刘鑫鑫，陈 彧，陈徐欢，王莹莹，霍健聪，缪文华

（浙江海洋大学食品与药学学院 浙江舟山316022）

近年来，随着远洋鱿钓的发展，鱿鱼产量在远洋捕捞中所占的比重越来越大。《2018 中国渔业统计年鉴》 数据显示我国鱿鱼捕获量达57.43 万t，占全部远洋捕捞产量的25.44%。然而，由于鱿鱼含水量高（70%～85%）、不饱和脂肪酸含量高、组织脆弱等原因，在生产加工过程中，其肌原纤维蛋白（Myofibrillar protein，MFP）容易被氧化。大量研究表明氧化会引起MFP 结构特性的改变，进而降低其功能特性[1-3]。针对氧化带来的不利影响，常通过添加抗氧化剂以控制氧化反应。目前的抗氧化剂以合成抗氧化剂为主，因安全性问题而导致其使用一直备受质疑[4]。

利用天然多酚物质作为抗氧化剂以抑制蛋白质的氧化成为当前的研究热点。大量研究发现多酚物质与蛋白质之间存在相互作用，在有些方面这种相互作用被认为是有利的，如多酚通过与MFP 相互作用提高了MFP 膜抗张强度[5-6]。然而，多酚物质与MFP 的相互作用对其抗氧化性的发挥是否有利，有待进一步的验证。Sisse[7]在研究白葡萄提取物对气调包装下蛋白质和脂质的影响时发现，白葡萄提取物的添加加速了MFP 巯基的损失，并降低了肌球蛋白间的相互交联。贾娜等[8]将不同浓度的没食子酸添加到含MFP 的Fenton 氧化体系中，发现没食子酸造成MFP 羰基、巯基和溶解度降低，对MFP 的二级结构也造成了影响。有研究者认为多酚物质的浓度决定其在对MFP的氧化过程中所扮演的是抗氧化还是促氧化角色[9]。
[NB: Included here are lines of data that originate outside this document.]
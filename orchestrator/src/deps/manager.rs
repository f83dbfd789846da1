//! Dependency manager: graph registry, configuration injection and
//! dependency health monitoring

use std::collections::{BTreeMap, HashMap};
use std::sync::{Arc, RwLock};

use futures::future::join_all;
use indexmap::IndexMap;
use serde::{Deserialize, Serialize};
use serde_json::Value;
use tracing::{debug, info, warn};

use crate::deps::graph::{ComponentSpec, DependencyGraph};
use crate::errors::OrchestratorError;
use crate::models::analysis::{ComponentConfig, ComponentKind};
use crate::models::state::DeploymentState;
use crate::probe::{HealthProber, HealthStatus};
use crate::store::StateStore;

/// Aggregated health of every component with a recorded endpoint
#[derive(Debug, Clone, Serialize, Deserialize)]
pub struct DependencyHealthReport {
    pub overall_healthy: bool,
    pub per_component: BTreeMap<String, HealthStatus>,
}

/// Owns the dependency graph of each in-flight deployment
pub struct DependencyManager {
    store: Arc<dyn StateStore>,
    prober: Arc<dyn HealthProber>,
    graphs: RwLock<HashMap<String, DependencyGraph>>,
}

impl DependencyManager {
    pub fn new(store: Arc<dyn StateStore>, prober: Arc<dyn HealthProber>) -> Self {
        Self {
            store,
            prober,
            graphs: RwLock::new(HashMap::new()),
        }
    }

    /// Build and register the graph of a deployment
    pub fn build_graph(
        &self,
        deployment_id: &str,
        components: IndexMap<String, ComponentSpec>,
    ) -> Result<DependencyGraph, OrchestratorError> {
        let graph = DependencyGraph::build(deployment_id, components)?;
        debug!(
            deployment_id = %deployment_id,
            order = ?graph.resolution_order(),
            "Resolved component dependencies"
        );

        let mut graphs = self.graphs.write().unwrap_or_else(|e| e.into_inner());
        graphs.insert(deployment_id.to_string(), graph.clone());
        Ok(graph)
    }

    /// Topological deployment order of a graph
    pub fn resolution_order(&self, graph: &DependencyGraph) -> Vec<String> {
        graph.resolution_order().to_vec()
    }

    /// Registered graph of a deployment
    pub fn graph(&self, deployment_id: &str) -> Option<DependencyGraph> {
        let graphs = self.graphs.read().unwrap_or_else(|e| e.into_inner());
        graphs.get(deployment_id).cloned()
    }

    /// Forget the graph of a finished deployment
    pub fn release(&self, deployment_id: &str) {
        let mut graphs = self.graphs.write().unwrap_or_else(|e| e.into_inner());
        graphs.remove(deployment_id);
    }

    /// Merge the endpoints of `component`'s dependencies into its config.
    ///
    /// Fails with `DependencyNotReady` when a required dependency has no
    /// recorded endpoint; optional dependencies without one are skipped.
    pub async fn inject_configuration(
        &self,
        deployment_id: &str,
        component: &str,
    ) -> Result<ComponentConfig, OrchestratorError> {
        let graph = self.graph(deployment_id).ok_or_else(|| {
            OrchestratorError::NotFound(format!("dependency graph for {}", deployment_id))
        })?;
        let spec = graph.component(component).ok_or_else(|| {
            OrchestratorError::NotFound(format!(
                "component {} in deployment {}",
                component, deployment_id
            ))
        })?;

        let state = self.store.get(deployment_id).await?;
        let mut config = spec.config.clone();

        for edge in &spec.depends_on {
            let Some(endpoint) = state.endpoint_of(&edge.name) else {
                if edge.required {
                    return Err(OrchestratorError::DependencyNotReady {
                        component: component.to_string(),
                        dependency: edge.name.clone(),
                    });
                }
                debug!(
                    deployment_id = %deployment_id,
                    component = %component,
                    "Optional dependency {} not deployed, skipping injection",
                    edge.name
                );
                continue;
            };

            let kind = graph
                .component(&edge.name)
                .map(|d| d.kind)
                .ok_or_else(|| OrchestratorError::UnknownDependency {
                    component: component.to_string(),
                    dependency: edge.name.clone(),
                })?;

            inject(&mut config, kind, endpoint, &state, &edge.name);
            info!(
                deployment_id = %deployment_id,
                component = %component,
                "Injected {} endpoint from {}",
                kind,
                edge.name
            );
        }

        let mut graphs = self.graphs.write().unwrap_or_else(|e| e.into_inner());
        if let Some(spec) = graphs
            .get_mut(deployment_id)
            .and_then(|g| g.component_mut(component))
        {
            spec.config = config.clone();
        }

        Ok(config)
    }

    /// Re-probe every component with a recorded endpoint; read-only
    pub async fn monitor_dependency_health(
        &self,
        deployment_id: &str,
    ) -> Result<DependencyHealthReport, OrchestratorError> {
        let state = self.store.get(deployment_id).await?;
        let graph = self.graph(deployment_id);

        let targets: Vec<(String, String, ComponentKind, Option<String>)> = state
            .resources
            .iter()
            .filter_map(|(name, resource)| {
                let endpoint = resource.get("endpoint")?.as_str()?.to_string();
                let kind = resource_kind(name, resource, graph.as_ref())?;
                let health_path = resource
                    .get("health_check_path")
                    .and_then(|p| p.as_str())
                    .map(str::to_string);
                Some((name.clone(), endpoint, kind, health_path))
            })
            .collect();

        let checks = join_all(targets.iter().map(|(_, endpoint, kind, health_path)| {
            self.prober
                .check_route(endpoint, *kind, health_path.as_deref())
        }))
        .await;

        let per_component: BTreeMap<String, HealthStatus> = targets
            .into_iter()
            .map(|(name, _, _, _)| name)
            .zip(checks)
            .collect();

        let overall_healthy = per_component.values().all(|s| s.healthy);
        if !overall_healthy {
            warn!(
                deployment_id = %deployment_id,
                "Unhealthy components: {:?}",
                per_component
                    .iter()
                    .filter(|(_, s)| !s.healthy)
                    .map(|(n, _)| n.as_str())
                    .collect::<Vec<_>>()
            );
        }

        Ok(DependencyHealthReport {
            overall_healthy,
            per_component,
        })
    }
}

fn inject(
    config: &mut ComponentConfig,
    kind: ComponentKind,
    endpoint: &str,
    state: &DeploymentState,
    dependency: &str,
) {
    match kind {
        ComponentKind::Api => {
            config.insert("api_endpoint".to_string(), Value::from(endpoint));
        }
        ComponentKind::Database => {
            let connection = state
                .resources
                .get(dependency)
                .and_then(|r| r.get("connection_info"))
                .and_then(|c| c.get("connection_string"))
                .and_then(|v| v.as_str())
                .unwrap_or(endpoint);
            config.insert("database_endpoint".to_string(), Value::from(endpoint));
            config.insert("database_connection".to_string(), Value::from(connection));
        }
        ComponentKind::Frontend => {
            config.insert("frontend_url".to_string(), Value::from(endpoint));
        }
    }
}

/// Kind of a recorded resource: its own `kind` field, else the graph, else its name
fn resource_kind(
    name: &str,
    resource: &Value,
    graph: Option<&DependencyGraph>,
) -> Option<ComponentKind> {
    resource
        .get("kind")
        .and_then(|k| k.as_str())
        .and_then(|k| k.parse().ok())
        .or_else(|| graph.and_then(|g| g.component(name)).map(|s| s.kind))
        .or_else(|| name.parse().ok())
}
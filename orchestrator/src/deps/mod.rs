//! Component dependency resolution and configuration wiring

pub mod graph;
pub mod manager;

pub use graph::{ComponentSpec, DependencyEdge, DependencyGraph};
pub use manager::{DependencyHealthReport, DependencyManager};
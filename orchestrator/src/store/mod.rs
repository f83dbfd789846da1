//! Deployment state store
//!
//! Every record carries a version that starts at 1 and grows by exactly one on
//! each successful update. Updates name the version they read; a stale version
//! is rejected with [`OrchestratorError::ConcurrencyConflict`] and leaves the
//! record untouched. Conflicts are never retried here.

pub mod file;
pub mod memory;

use async_trait::async_trait;

use crate::errors::OrchestratorError;
use crate::models::state::{DeploymentFilter, DeploymentState, StateMutation};

pub use file::FileStateStore;
pub use memory::InMemoryStateStore;

/// Persistence contract for deployment records
#[async_trait]
pub trait StateStore: Send + Sync {
    /// Persist a new record with `version = 1`
    async fn create(&self, state: DeploymentState) -> Result<DeploymentState, OrchestratorError>;

    /// Apply `mutation` if the stored version equals `expected_version`
    async fn update(
        &self,
        deployment_id: &str,
        expected_version: u64,
        mutation: StateMutation,
    ) -> Result<DeploymentState, OrchestratorError>;

    /// Fetch a record
    async fn get(&self, deployment_id: &str) -> Result<DeploymentState, OrchestratorError>;

    /// Records matching `filter`, newest first, at most `limit`
    async fn list(
        &self,
        filter: &DeploymentFilter,
        limit: usize,
    ) -> Result<Vec<DeploymentState>, OrchestratorError>;
}

/// Compare-and-swap shared by the backends: check the version, apply the
/// mutation and bump version and `updated_at`.
pub(crate) fn apply_versioned(
    current: &DeploymentState,
    expected_version: u64,
    mutation: &StateMutation,
) -> Result<DeploymentState, OrchestratorError> {
    if current.version != expected_version {
        return Err(OrchestratorError::ConcurrencyConflict {
            deployment_id: current.deployment_id.clone(),
            expected: expected_version,
            actual: current.version,
        });
    }

    let mut next = current.clone();
    mutation.apply(&mut next);
    next.version = current.version + 1;
    next.updated_at = chrono::Utc::now();
    Ok(next)
}

/// Newest-first ordering and limit shared by the backends
pub(crate) fn select(
    mut states: Vec<DeploymentState>,
    filter: &DeploymentFilter,
    limit: usize,
) -> Vec<DeploymentState> {
    states.retain(|s| filter.matches(s));
    states.sort_by(|a, b| b.created_at.cmp(&a.created_at));
    states.truncate(limit);
    states
}
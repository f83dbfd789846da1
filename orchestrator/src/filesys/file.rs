//! File operations

use std::path::{Path, PathBuf};

use serde::{de::DeserializeOwned, Serialize};
use tokio::fs;
use tokio::io::{AsyncReadExt, AsyncWriteExt};

use crate::errors::OrchestratorError;

/// A file wrapper with path
#[derive(Debug, Clone)]
pub struct File {
    path: PathBuf,
}

impl File {
    /// Create a new file reference
    pub fn new(path: impl Into<PathBuf>) -> Self {
        Self { path: path.into() }
    }

    /// Get the file path
    pub fn path(&self) -> &Path {
        &self.path
    }

    /// Check if the file exists
    pub async fn exists(&self) -> bool {
        fs::metadata(&self.path).await.is_ok()
    }

    /// Read file contents as string
    pub async fn read_string(&self) -> Result<String, OrchestratorError> {
        let mut file = fs::File::open(&self.path).await?;
        let mut contents = String::new();
        file.read_to_string(&mut contents).await?;
        Ok(contents)
    }

    /// Read file as JSON
    pub async fn read_json<T: DeserializeOwned>(&self) -> Result<T, OrchestratorError> {
        let contents = self.read_string().await?;
        let value = serde_json::from_str(&contents)?;
        Ok(value)
    }

    /// Write JSON to file through a temporary file and rename
    pub async fn write_json_atomic<T: Serialize>(&self, value: &T) -> Result<(), OrchestratorError> {
        let contents = serde_json::to_vec_pretty(value)?;
        self.write_atomic(&contents).await
    }

    /// Delete the file
    pub async fn delete(&self) -> Result<(), OrchestratorError> {
        if self.exists().await {
            fs::remove_file(&self.path).await?;
        }
        Ok(())
    }

    /// Atomic write using a temporary file
    pub async fn write_atomic(&self, contents: &[u8]) -> Result<(), OrchestratorError> {
        // Ensure parent directory exists
        if let Some(parent) = self.path.parent() {
            fs::create_dir_all(parent).await?;
        }

        let temp_path = self.path.with_extension("tmp");

        let mut file = fs::File::create(&temp_path).await?;
        file.write_all(contents).await?;
        file.sync_all().await?;
        drop(file);

        fs::rename(&temp_path, &self.path).await?;
        Ok(())
    }
}
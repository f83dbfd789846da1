//! Traffic routing and sampling contracts

use std::sync::{Arc, RwLock};

use async_trait::async_trait;
use tracing::{debug, info};

use crate::errors::OrchestratorError;
use crate::models::analysis::ComponentKind;
use crate::models::blue_green::{TrafficSample, TrafficSplit};
use crate::models::result::FullStackDeployment;
use crate::probe::HealthProber;

/// Moves live traffic between blue and green
#[async_trait]
pub trait TrafficRouter: Send + Sync {
    async fn route(&self, split: &TrafficSplit) -> Result<(), OrchestratorError>;
}

/// Measures green while it takes traffic
#[async_trait]
pub trait TrafficMonitor: Send + Sync {
    async fn sample(
        &self,
        green: &FullStackDeployment,
        green_percent: u8,
    ) -> Result<TrafficSample, OrchestratorError>;
}

/// Router that keeps the applied splits in memory
#[derive(Default)]
pub struct InMemoryRouter {
    history: RwLock<Vec<TrafficSplit>>,
}

impl InMemoryRouter {
    pub fn new() -> Self {
        Self::default()
    }

    /// Last applied split
    pub fn current(&self) -> Option<TrafficSplit> {
        let history = self.history.read().unwrap_or_else(|e| e.into_inner());
        history.last().cloned()
    }

    /// Every applied split, oldest first
    pub fn history(&self) -> Vec<TrafficSplit> {
        let history = self.history.read().unwrap_or_else(|e| e.into_inner());
        history.clone()
    }
}

#[async_trait]
impl TrafficRouter for InMemoryRouter {
    async fn route(&self, split: &TrafficSplit) -> Result<(), OrchestratorError> {
        info!(
            green = %split.green_deployment_id,
            "Routing {}% to green, {}% to blue",
            split.green_percent,
            split.blue_percent()
        );
        let mut history = self.history.write().unwrap_or_else(|e| e.into_inner());
        history.push(split.clone());
        Ok(())
    }
}

/// Samples green by probing its primary endpoint a fixed number of times
pub struct ProbeTrafficMonitor {
    prober: Arc<dyn HealthProber>,
    probes: u32,
}

impl ProbeTrafficMonitor {
    pub fn new(prober: Arc<dyn HealthProber>, probes: u32) -> Self {
        Self {
            prober,
            probes: probes.max(1),
        }
    }
}

#[async_trait]
impl TrafficMonitor for ProbeTrafficMonitor {
    async fn sample(
        &self,
        green: &FullStackDeployment,
        green_percent: u8,
    ) -> Result<TrafficSample, OrchestratorError> {
        let (endpoint, kind) = match (&green.frontend_url, &green.api_endpoint) {
            (Some(url), _) => (url.as_str(), ComponentKind::Frontend),
            (None, Some(api)) => (api.as_str(), ComponentKind::Api),
            (None, None) => {
                return Err(OrchestratorError::NotFound(format!(
                    "traffic endpoint of deployment {}",
                    green.deployment_id
                )))
            }
        };

        let mut failures = 0u32;
        let mut total_latency_ms = 0u64;
        for _ in 0..self.probes {
            let status = self.prober.check(endpoint, kind).await;
            if !status.healthy {
                failures += 1;
            }
            total_latency_ms += status.latency_ms;
        }

        let mut sample = TrafficSample::new(
            f64::from(failures) / f64::from(self.probes),
            std::time::Duration::from_millis(total_latency_ms / u64::from(self.probes)),
        );
        sample.green_percent = green_percent;
        debug!(
            "Sampled {}: error rate {:.3}, {} ms",
            endpoint, sample.error_rate, sample.response_time_ms
        );
        Ok(sample)
    }
}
生姜提取物（GE）中含有多种酚类物质，其具有优良的抗氧化特性[10]。本课题以从鱿鱼胴体中提取的MFP 为研究对象，按一定比例添加GE，然后利用Fenton 氧化体系，对MFP 进行不同程度氧化，分析羰基含量、总巯基含量、Ca2+-ATPase 活性、表面疏水性等指标的变化，并进行SDS-PAGE电泳，研究GE 对MFP 氧化的控制作用。这对于控制水产品生产加工过程中因蛋白质氧化而造成的功能特性下降具有重要意义。

1 材料与方法

1.1 材料与试剂

试验原料：试验所用秘鲁鱿鱼购于舟山国际水产城。

试验试剂：乙二胺四乙酸、2，4-二硝基苯肼、5，5'-二硫代双（2-硝基苯甲酸）等均为AR 级，购于国药化学试剂有限公司。SDS-PAGE 凝胶电泳试剂盒，购于上海碧云天生物技术有限公司；彩虹180 广谱蛋白Marker（11-180KD），购于北京索莱宝科技有限公司；超微量Ca2+-ATPase 活性检测试剂盒，购于南京建成生物工程研究所。

1.2 主要仪器与设备

751UVGD 型紫外-可见光分光光度计，上海第三分析仪器厂；DYY-8C 型电泳仪，北京市六一仪器厂；FJ200-SH 型数显高速分散均质机，上海标本模型厂；CF-16RN 高速冷冻多用途离心机，日本日立公司；WD-9405B 型水平摇床，北京市六一仪器厂。

1.3 试验方法

1.3.1 GE 的制备及其总酚含量的测定 取生姜洗净，切成片状于60 ℃烘干。烘干后的生姜用组织捣碎机磨成粉，过60 目筛得生姜粉。准确称取生姜粉10 g 于250 mL 三角瓶中，按料液比1∶15（g∶mL）加入95%乙醇，25 ℃下超声波（100 W）萃取15 min 后过滤。旋蒸除去滤液中的乙醇，剩余黄棕色浸膏状物质即为GE。取GE 稀释液0.5 mL，加入福林酚试剂1.0 mL，再加入5%碳酸钠溶液15.0 mL，转移至100 mL 棕色容量瓶，加水稀释至刻度，摇匀后静置2 h，在波长760 nm 处测定吸光度。同时以没食子酸绘制标准工作曲线y=104.828x+0.04286，R=0.9993，经测定样品中总酚含量为10.97 mg/mL。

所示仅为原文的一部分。